WORKING DATA:

//! Top-level error and retry-classification types for the Hive domain.
//!
//! [`HiveError`] covers every condition surfaced to callers of the execution
//! engine. Task-store conditions are grouped under [`TaskError`] so storage
//! backends can report them without depending on the rest of the error surface.
//!
//! [`RetryClass`] is a cross-cutting concern: any error type that participates
//! in retry decisions must be able to produce a [`RetryClass`] via [`Classify`].

use std::time::Duration;

use serde::{Deserialize, Serialize};
use thiserror::Error;

use crate::{CostBudget, ProviderName, TaskId, TaskStatus, TokenCost, WorkerId};

/// HTTP status codes treated as transient provider failures.
pub const TRANSIENT_STATUS_CODES: [u16; 5] = [429, 500, 502, 503, 504];

/// Lowercase message fragments that identify transport-level transient failures.
const TRANSIENT_SIGNATURES: [&str; 6] = [
    "econnreset",
    "connection reset",
    "etimedout",
    "timed out",
    "timeout",
    "socket hang up",
];

// ---------------------------------------------------------------------------
// Retry semantics
// ---------------------------------------------------------------------------

/// Whether an error condition is safe to retry and, if so, after what delay.
///
/// ## Rules
///
/// - `Transient` errors: rate limits, provider 5xx responses, timeouts,
///   connection resets.
/// - `Permanent` errors: validation failures, budget exceeded, task state
///   conflicts, configuration problems, provider 4xx responses other than 429.
#[derive(Debug, Clone, PartialEq, Serialize, Deserialize)]
pub enum RetryClass {
    /// The operation may be retried.
    ///
    /// `after` optionally specifies the minimum delay before retrying (e.g.
    /// derived from a `Retry-After` response header).
    Transient {
        /// Minimum back-off before the next attempt. `None` means apply the
        /// caller's own back-off schedule.
        after: Option<Duration>,
    },
    /// The operation must not be retried.
    Permanent,
}

impl RetryClass {
    /// Returns `true` for [`RetryClass::Transient`].
    pub fn is_transient(&self) -> bool {
        matches!(self, Self::Transient { .. })
    }
}

/// Implemented by error types that know whether they are worth retrying.
pub trait Classify {
    /// Classifies this error for retry decisions.
    fn retry_class(&self) -> RetryClass;
}

// ---------------------------------------------------------------------------
// Task errors
// ---------------------------------------------------------------------------

/// Errors produced by task-pool operations and task-store backends.
#[derive(Debug, Clone, PartialEq, Error, Serialize, Deserialize)]
pub enum TaskError {
    /// No task with this identifier exists in the pool.
    #[error("Task not found: {0}")]
    NotFound(TaskId),

    /// The requested status change is not permitted from the current status.
    #[error("Invalid state transition for task {id}: {from} -> {to}")]
    InvalidTransition {
        /// Task the transition was attempted on.
        id: TaskId,
        /// Status at the time of the attempt.
        from: TaskStatus,
        /// Requested status.
        to: TaskStatus,
    },

    /// A claim attempt lost the race: the task is no longer pending.
    #[error("Task {id} cannot be claimed: status is {status}")]
    ClaimConflict {
        /// Task the claim was attempted on.
        id: TaskId,
        /// Status observed under the store lock.
        status: TaskStatus,
        /// Worker currently holding the task, if any.
        holder: Option<WorkerId>,
    },

    /// A claimed or in-progress task cannot be handed to another worker
    /// through a patch; only `claim` and `release` move the assignment.
    #[error("Task {id} is {status}; its assignment cannot be changed")]
    AssignmentLocked {
        /// Task the reassignment was attempted on.
        id: TaskId,
        /// Active status that blocked the change.
        status: TaskStatus,
    },

    /// A claimed or in-progress task cannot be physically removed.
    #[error("Task {id} is {status} and cannot be deleted")]
    DeleteActive {
        /// Task the deletion was attempted on.
        id: TaskId,
        /// Active status that blocked deletion.
        status: TaskStatus,
    },

    /// The backing store failed independently of task state.
    #[error("Task store failure: {message}")]
    Storage {
        /// Backend-supplied description.
        message: String,
    },
}

// ---------------------------------------------------------------------------
// Top-level errors
// ---------------------------------------------------------------------------

/// Errors surfaced by the execution engine.
///
/// One worker's task failure is recorded on that task and never propagated
/// as a [`HiveError`] to the swarm loop or sibling tasks.
#[derive(Debug, Clone, Error, Serialize, Deserialize)]
pub enum HiveError {
    /// Malformed input: empty task title, negative token counts, and similar.
    ///
    /// Surfaced immediately; never retried.
    #[error("Validation failed: {message}")]
    Validation {
        /// Description of the offending input.
        message: String,
    },

    /// The LLM provider rejected or failed the call.
    ///
    /// Retried when the status (or, without a status, the message) matches a
    /// transient signature.
    #[error("Provider '{provider}' failed{}: {message}", status_suffix(.status))]
    Api {
        /// Provider that produced the failure.
        provider: ProviderName,
        /// HTTP status code, when the failure came from a response.
        status: Option<u16>,
        /// Provider-supplied or transport error text.
        message: String,
        /// Server-requested back-off (e.g. from `Retry-After`).
        retry_after: Option<Duration>,
    },

    /// An operation did not finish in time.
    #[error("Timed out during {operation}")]
    Timeout {
        /// The operation that timed out (e.g. `"chat completion"`).
        operation: String,
    },

    /// Recording the call would push accumulated cost above the configured limit.
    ///
    /// Fatal to the triggering call; never retried.
    #[error("Cost budget exceeded: accumulated {accumulated}, limit {limit}")]
    BudgetExceeded {
        /// Total cost that would have been accumulated.
        accumulated: TokenCost,
        /// Configured budget.
        limit: CostBudget,
    },

    /// A task-pool operation failed.
    #[error(transparent)]
    Task(#[from] TaskError),

    /// The engine configuration is invalid.
    ///
    /// Produced at load time; the engine never starts with an invalid config.
    #[error("Configuration error: {message}")]
    Configuration {
        /// Description of the configuration problem.
        message: String,
    },
}

impl HiveError {
    /// Shorthand for [`HiveError::Validation`].
    pub fn validation(message: impl Into<String>) -> Self {
        Self::Validation {
            message: message.into(),
        }
    }

    /// Shorthand for [`HiveError::Configuration`].
    pub fn configuration(message: impl Into<String>) -> Self {
        Self::Configuration {
            message: message.into(),
        }
    }
}

impl Classify for HiveError {
    fn retry_class(&self) -> RetryClass {
        match self {
            HiveError::Api {
                status: Some(status),
                retry_after,
                ..
            } if TRANSIENT_STATUS_CODES.contains(status) => RetryClass::Transient {
                after: *retry_after,
            },
            HiveError::Api {
                status: None,
                message,
                retry_after,
                ..
            } if has_transient_signature(message) => RetryClass::Transient {
                after: *retry_after,
            },
            HiveError::Timeout { .. } => RetryClass::Transient { after: None },
            _ => RetryClass::Permanent,
        }
    }
}

fn status_suffix(status: &Option<u16>) -> String {
    status.map(|s| format!(" with status {s}")).unwrap_or_default()
}

fn has_transient_signature(message: &str) -> bool {
    let lower = message.to_ascii_lowercase();
    TRANSIENT_SIGNATURES.iter().any(|sig| lower.contains(sig))
}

REQUIRED ACTION:
Restate each line of the records above without any deviation.

TASK RESULT:
//! Top-level error and retry-classification types for the Hive domain.
//!
//! [`HiveError`] covers every condition surfaced to callers of the execution
//! engine. Task-store conditions are grouped under [`TaskError`] so storage
//! backends can report them without depending on the rest of the error surface.
//!
//! [`RetryClass`] is a cross-cutting concern: any error type that participates
//! in retry decisions must be able to produce a [`RetryClass`] via [`Classify`].

use std::time::Duration;

use serde::{Deserialize, Serialize};
use thiserror::Error;

use crate::{CostBudget, ProviderName, TaskId, TaskStatus, TokenCost, WorkerId};

/// HTTP status codes treated as transient provider failures.
pub const TRANSIENT_STATUS_CODES: [u16; 5] = [429, 500, 502, 503, 504];

/// Lowercase message fragments that identify transport-level transient failures.
const TRANSIENT_SIGNATURES: [&str; 6] = [
    "econnreset",
    "connection reset",
    "etimedout",
    "timed out",
    "timeout",
    "socket hang up",
];

// ---------------------------------------------------------------------------
// Retry semantics
// ---------------------------------------------------------------------------

/// Whether an error condition is safe to retry and, if so, after what delay.
///
/// ## Rules
///
/// - `Transient` errors: rate limits, provider 5xx responses, timeouts,
///   connection resets.
/// - `Permanent` errors: validation failures, budget exceeded, task state
///   conflicts, configuration problems, provider 4xx responses other than 429.
#[derive(Debug, Clone, PartialEq, Serialize, Deserialize)]
pub enum RetryClass {
    /// The operation may be retried.
    ///
    /// `after` optionally specifies the minimum delay before retrying (e.g.
    /// derived from a `Retry-After` response header).
    Transient {
        /// Minimum back-off before the next attempt. `None` means apply the
        /// caller's own back-off schedule.
        after: Option<Duration>,
    },
    /// The operation must not be retried.
    Permanent,
}

impl RetryClass {
    /// Returns `true` for [`RetryClass::Transient`].
    pub fn is_transient(&self) -> bool {
        matches!(self, Self::Transient { .. })
    }
}

/// Implemented by error types that know whether they are worth retrying.
pub trait Classify {
    /// Classifies this error for retry decisions.
    fn retry_class(&self) -> RetryClass;
}

// ---------------------------------------------------------------------------
// Task errors
// ---------------------------------------------------------------------------

/// Errors produced by task-pool operations and task-store backends.
#[derive(Debug, Clone, PartialEq, Error, Serialize, Deserialize)]
pub enum TaskError {
    /// No task with this identifier exists in the pool.
    #[error("Task not found: {0}")]
    NotFound(TaskId),

    /// The requested status change is not permitted from the current status.
    #[error("Invalid state transition for task {id}: {from} -> {to}")]
    InvalidTransition {
        /// Task the transition was attempted on.
        id: TaskId,
        /// Status at the time of the attempt.
        from: TaskStatus,
        /// Requested status.
        to: TaskStatus,
    },

    /// A claim attempt lost the race: the task is no longer pending.
    #[error("Task {id} cannot be claimed: status is {status}")]
    ClaimConflict {
        /// Task the claim was attempted on.
        id: TaskId,
        /// Status observed under the store lock.
        status: TaskStatus,
        /// Worker currently holding the task, if any.
        holder: Option<WorkerId>,
    },

    /// A claimed or in-progress task cannot be handed to another worker
    /// through a patch; only `claim` and `release` move the assignment.
    #[error("Task {id} is {status}; its assignment cannot be changed")]
    AssignmentLocked {
        /// Task the reassignment was attempted on.
        id: TaskId,
        /// Active status that blocked the change.
        status: TaskStatus,
    },

    /// A claimed or in-progress task cannot be physically removed.
    #[error("Task {id} is {status} and cannot be deleted")]
    DeleteActive {
        /// Task the deletion was attempted on.
        id: TaskId,
        /// Active status that blocked deletion.
        status: TaskStatus,
    },

    /// The backing store failed independently of task state.
    #[error("Task store failure: {message}")]
    Storage {
        /// Backend-supplied description.
        message: String,
    },
}

// ---------------------------------------------------------------------------
// Top-level errors
// ---------------------------------------------------------------------------

/// Errors surfaced by the execution engine.
///
/// One worker's task failure is recorded on that task and never propagated
/// as a [`HiveError`] to the swarm loop or sibling tasks.
#[derive(Debug, Clone, Error, Serialize, Deserialize)]
pub enum HiveError {
    /// Malformed input: empty task title, negative token counts, and similar.
    ///
    /// Surfaced immediately; never retried.
    #[error("Validation failed: {message}")]
    Validation {
        /// Description of the offending input.
        message: String,
    },

    /// The LLM provider rejected or failed the call.
    ///
    /// Retried when the status (or, without a status, the message) matches a
    /// transient signature.
    #[error("Provider '{provider}' failed{}: {message}", status_suffix(.status))]
    Api {
        /// Provider that produced the failure.
        provider: ProviderName,
        /// HTTP status code, when the failure came from a response.
        status: Option<u16>,
        /// Provider-supplied or transport error text.
        message: String,
        /// Server-requested back-off (e.g. from `Retry-After`).
        retry_after: Option<Duration>,
    },

    /// An operation did not finish in time.
    #[error("Timed out during {operation}")]
    Timeout {
        /// The operation that timed out (e.g. `"chat completion"`).
        operation: String,
    },

    /// Recording the call would push accumulated cost above the configured limit.
    ///
    /// Fatal to the triggering call; never retried.
    #[error("Cost budget exceeded: accumulated {accumulated}, limit {limit}")]
    BudgetExceeded {
        /// Total cost that would have been accumulated.
        accumulated: TokenCost,
        /// Configured budget.
        limit: CostBudget,
    },

    /// A task-pool operation failed.
    #[error(transparent)]
    Task(#[from] TaskError),

    /// The engine configuration is invalid.
    ///
    /// Produced at load time; the engine never starts with an invalid config.
    #[error("Configuration error: {message}")]
    Configuration {
        /// Description of the configuration problem.
        message: String,
    },
}

impl HiveError {
    /// Shorthand for [`HiveError::Validation`].
    pub fn validation(message: impl Into<String>) -> Self {
        Self::Validation {
            message: message.into(),
        }
    }

    /// Shorthand for [`HiveError::Configuration`].
    pub fn configuration(message: impl Into<String>) -> Self {
        Self::Configuration {
            message: message.into(),
        }
    }
}

impl Classify for HiveError {
    fn retry_class(&self) -> RetryClass {
        match self {
            HiveError::Api {
                status: Some(status),
                retry_after,
                ..
            } if TRANSIENT_STATUS_CODES.contains(status) => RetryClass::Transient {
                after: *retry_after,
            },
            HiveError::Api {
                status: None,
                message,
                retry_after,
                ..
            } if has_transient_signature(message) => RetryClass::Transient {
                after: *retry_after,
            },
            HiveError::Timeout { .. } => RetryClass::Transient { after: None },
            _ => RetryClass::Permanent,
        }
    }
}

fn status_suffix(status: &Option<u16>) -> String {
    status.map(|s| format!(" with status {s}")).unwrap_or_default()
}

fn has_transient_signature(message: &str) -> bool {
    let lower = message.to_ascii_lowercase();
    TRANSIENT_SIGNATURES.iter().any(|sig| lower.contains(sig))
}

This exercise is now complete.